**Work to complete:** From the material below, give the number of lines that hold the string "retain" and nothing further.

**Data section:**
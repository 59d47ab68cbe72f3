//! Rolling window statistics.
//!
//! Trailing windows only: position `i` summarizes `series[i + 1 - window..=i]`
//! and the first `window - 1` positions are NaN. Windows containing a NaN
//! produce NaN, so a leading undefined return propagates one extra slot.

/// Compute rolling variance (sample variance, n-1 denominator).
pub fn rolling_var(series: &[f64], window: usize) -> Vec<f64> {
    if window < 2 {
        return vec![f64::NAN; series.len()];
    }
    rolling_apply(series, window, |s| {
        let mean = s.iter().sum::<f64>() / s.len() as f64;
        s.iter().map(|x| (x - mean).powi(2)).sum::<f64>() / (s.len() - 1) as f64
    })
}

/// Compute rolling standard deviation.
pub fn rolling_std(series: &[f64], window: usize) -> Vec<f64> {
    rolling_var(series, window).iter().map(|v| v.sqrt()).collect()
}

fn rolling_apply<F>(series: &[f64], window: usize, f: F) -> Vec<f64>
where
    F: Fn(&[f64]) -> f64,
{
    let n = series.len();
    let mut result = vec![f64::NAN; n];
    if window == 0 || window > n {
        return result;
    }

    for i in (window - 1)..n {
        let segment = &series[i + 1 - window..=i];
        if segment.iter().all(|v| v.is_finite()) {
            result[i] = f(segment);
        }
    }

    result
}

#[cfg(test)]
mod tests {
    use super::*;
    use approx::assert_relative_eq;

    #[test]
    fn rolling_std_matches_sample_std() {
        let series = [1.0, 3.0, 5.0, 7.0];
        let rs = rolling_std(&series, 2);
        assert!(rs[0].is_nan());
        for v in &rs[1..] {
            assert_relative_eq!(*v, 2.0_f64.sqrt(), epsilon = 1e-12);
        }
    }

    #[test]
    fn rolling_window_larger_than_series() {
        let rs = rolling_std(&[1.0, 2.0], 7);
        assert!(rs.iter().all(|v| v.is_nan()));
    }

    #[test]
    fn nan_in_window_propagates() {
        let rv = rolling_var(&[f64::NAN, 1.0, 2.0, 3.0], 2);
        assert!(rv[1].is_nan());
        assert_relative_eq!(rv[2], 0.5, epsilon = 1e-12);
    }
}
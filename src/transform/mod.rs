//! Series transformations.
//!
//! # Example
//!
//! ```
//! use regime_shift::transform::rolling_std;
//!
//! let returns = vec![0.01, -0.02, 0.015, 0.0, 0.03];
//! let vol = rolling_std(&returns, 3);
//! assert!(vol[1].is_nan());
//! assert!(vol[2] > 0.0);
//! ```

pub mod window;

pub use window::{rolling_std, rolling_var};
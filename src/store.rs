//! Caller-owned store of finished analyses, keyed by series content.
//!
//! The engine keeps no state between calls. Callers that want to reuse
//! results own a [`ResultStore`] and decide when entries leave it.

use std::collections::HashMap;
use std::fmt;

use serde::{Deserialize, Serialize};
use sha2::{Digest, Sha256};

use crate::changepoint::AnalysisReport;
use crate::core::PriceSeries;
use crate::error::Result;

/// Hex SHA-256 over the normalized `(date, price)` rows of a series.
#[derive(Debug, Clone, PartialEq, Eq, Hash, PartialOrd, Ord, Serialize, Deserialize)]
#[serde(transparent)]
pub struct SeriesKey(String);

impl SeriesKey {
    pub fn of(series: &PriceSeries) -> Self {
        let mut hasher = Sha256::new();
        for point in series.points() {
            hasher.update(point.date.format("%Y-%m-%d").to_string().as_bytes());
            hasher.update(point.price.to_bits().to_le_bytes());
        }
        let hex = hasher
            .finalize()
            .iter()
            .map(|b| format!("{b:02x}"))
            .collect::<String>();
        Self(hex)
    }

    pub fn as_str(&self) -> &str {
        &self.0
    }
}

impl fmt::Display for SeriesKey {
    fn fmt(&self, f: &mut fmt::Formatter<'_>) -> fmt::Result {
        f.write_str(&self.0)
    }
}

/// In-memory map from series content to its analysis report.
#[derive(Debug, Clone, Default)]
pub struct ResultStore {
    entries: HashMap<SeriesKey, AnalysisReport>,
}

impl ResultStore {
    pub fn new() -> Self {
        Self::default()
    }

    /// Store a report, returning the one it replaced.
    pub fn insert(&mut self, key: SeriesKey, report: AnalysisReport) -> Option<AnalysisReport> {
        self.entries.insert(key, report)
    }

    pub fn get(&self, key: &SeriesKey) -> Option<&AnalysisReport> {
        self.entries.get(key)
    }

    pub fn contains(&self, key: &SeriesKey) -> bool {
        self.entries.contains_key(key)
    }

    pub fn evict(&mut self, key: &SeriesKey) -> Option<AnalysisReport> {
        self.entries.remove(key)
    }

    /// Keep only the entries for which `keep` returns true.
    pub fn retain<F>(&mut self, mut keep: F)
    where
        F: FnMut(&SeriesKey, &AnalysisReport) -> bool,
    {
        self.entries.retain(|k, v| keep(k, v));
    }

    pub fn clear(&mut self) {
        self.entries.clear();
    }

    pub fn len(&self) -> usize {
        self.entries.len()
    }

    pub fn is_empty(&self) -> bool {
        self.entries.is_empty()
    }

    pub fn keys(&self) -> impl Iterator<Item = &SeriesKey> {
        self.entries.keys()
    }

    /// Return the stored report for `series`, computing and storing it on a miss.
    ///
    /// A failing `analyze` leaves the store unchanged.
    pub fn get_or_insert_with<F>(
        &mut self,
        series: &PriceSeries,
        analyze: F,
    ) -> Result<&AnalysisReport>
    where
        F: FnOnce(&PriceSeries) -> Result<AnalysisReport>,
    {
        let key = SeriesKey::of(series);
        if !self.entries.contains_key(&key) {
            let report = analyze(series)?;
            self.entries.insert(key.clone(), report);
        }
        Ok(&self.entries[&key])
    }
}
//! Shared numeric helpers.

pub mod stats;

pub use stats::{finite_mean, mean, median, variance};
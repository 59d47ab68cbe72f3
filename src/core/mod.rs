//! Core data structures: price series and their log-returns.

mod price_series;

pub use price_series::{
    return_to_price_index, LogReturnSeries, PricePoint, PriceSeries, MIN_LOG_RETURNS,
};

**Your solution:** 2